Issue 6.1, April 2002
by Sayed Aqa and Josef Strebel, Azerbaijan National Agency for Mine Action
The vision of ANAMA is to make the territory of Azerbaijan free from the impact of landmines and UXO within the next 10 years. This is to be achieved in accordance with relevant national and international mine action and humanitarian standards.5
With a clear vision, ANAMA’s mission is to develop a sustainable national mine action capacity in order to alleviate human suffering caused by landmines and UXO, facilitate relief and developmental activities in support of IDP repatriation as well as to facilitate a conducive environment for resuming normal social and economic activities in areas currently affected by landmines and UXO.5
Six goals are set in the strategic plan for ANAMA:
For the purpose of the work plan of 2001–2002, 14 progress indicators were chosen to monitor the objectives of ANAMA, subject to availability of funds.
Due to the unique nature of humanitarian mine action operations, ANAMA, in addition to the customary humanitarian aid principles, is operating based on three main principles: safety, efficiency and cost-effectiveness.
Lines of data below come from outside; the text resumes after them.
// SPDX-FileCopyrightText: 2026 Mattia Egloff <mattia.egloff@pm.me>
//
// SPDX-License-Identifier: GPL-3.0-or-later

//! Performance Benchmarks for Contact Encoding and Request Authentication
//!
//! Run with: cargo bench -p covalert-core

use criterion::{black_box, criterion_group, criterion_main, BenchmarkId, Criterion, Throughput};

use covalert_core::contact::RECORD_SIZE;
use covalert_core::{ContactBatch, ContactCodec, ContactRecord};

fn batch(n: usize) -> ContactBatch {
    (0..n)
        .map(|i| {
            ContactRecord::new(
                3_800_000_000 + i as u64,
                (i % 1024) as u16,
                format!("{:016x}", i),
                -70,
                -64,
            )
            .unwrap()
        })
        .collect()
}

// =============================================================================
// CONTACT CODEC BENCHMARKS
// =============================================================================

fn bench_contact_codec(c: &mut Criterion) {
    let mut group = c.benchmark_group("contact_codec");

    // A day of contacts in a busy place is a few thousand records
    for n in [1usize, 100, 5_000] {
        let batch = batch(n);
        let encoded = ContactCodec::encode(&batch);
        group.throughput(Throughput::Bytes((n * RECORD_SIZE) as u64));

        group.bench_with_input(BenchmarkId::new("encode", n), &batch, |b, batch| {
            b.iter(|| ContactCodec::encode(black_box(batch)))
        });
        group.bench_with_input(BenchmarkId::new("decode", n), &encoded, |b, bytes| {
            b.iter(|| ContactCodec::decode(black_box(bytes)))
        });
    }

    group.finish();
}

// =============================================================================
// REQUEST MAC BENCHMARKS
// =============================================================================

fn bench_request_mac(c: &mut Criterion) {
    use covalert_core::crypto::{MacKey, MacPrefix};

    let key = MacKey::from_bytes([7u8; 32]);
    let mut group = c.benchmark_group("request_mac");

    for n in [100usize, 5_000] {
        let payload = ContactCodec::encode(&batch(n));
        group.throughput(Throughput::Bytes(payload.len() as u64));
        group.bench_with_input(BenchmarkId::new("sign_status", n), &payload, |b, payload| {
            b.iter(|| {
                key.sign(
                    MacPrefix::Status,
                    black_box("device-1"),
                    1_700_000_000,
                    black_box(payload),
                )
            })
        });
    }

    group.finish();
}

// =============================================================================
// STORAGE BENCHMARKS
// =============================================================================

fn bench_pending_storage(c: &mut Criterion) {
    use covalert_core::{Storage, SymmetricKey};

    let records = batch(500).records().to_vec();
    let mut group = c.benchmark_group("pending_storage");
    group.sample_size(20);

    group.bench_function("append_and_load_500", |b| {
        b.iter(|| {
            let storage = Storage::in_memory(SymmetricKey::generate()).unwrap();
            storage
                .append_pending_contacts(black_box(&records), 1_700_000_000)
                .unwrap();
            storage.load_pending_batch().unwrap()
        })
    });

    group.finish();
}

criterion_group!(
    benches,
    bench_contact_codec,
    bench_request_mac,
    bench_pending_storage
);
criterion_main!(benches);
They form a tripod on which we have to balance all humanitarian mine action activities.
In order to ensure that all mentioned principles are adhered to, the following criteria will be strictly enforced during selection of operational activities:
Areas meeting the afore-mentioned criteria would be considered for mine action operations by ANAMA. In order to further maximize effectiveness, the tasks would be prioritized based on the following guidelines:
ANAMA headquarters and one regional office have been established, and staff has been recruited for the Operations, Information Management and Support departments. The United Nations Office of Project Services (UNOPS) is the Cooperating Agency of the government of Azerbaijan to provide technical assistance to ANAMA in the form of international advisors and contracted services. Currently, a chief technical advisor and a regional technical advisor are working together to support ANAMA. The Information Management System for Mine Action (IMSMA), national standards and operating procedures have been established. A strategic plan and two work plans have been developed.
A national demining NGO, Relief Azerbaijan, was selected to carry out demining, survey and field operations. Skill development for its staff was achieved by contracting an international agency, Mine Advisory Group (MAG), who conducted initial training and supervised operations. Demining operations are carried out based on one-man drill procedures. RONCO, replacing Mine-Tech after fall 2001, is the international organization providing mine detecting dog (MDD) support for manual demining.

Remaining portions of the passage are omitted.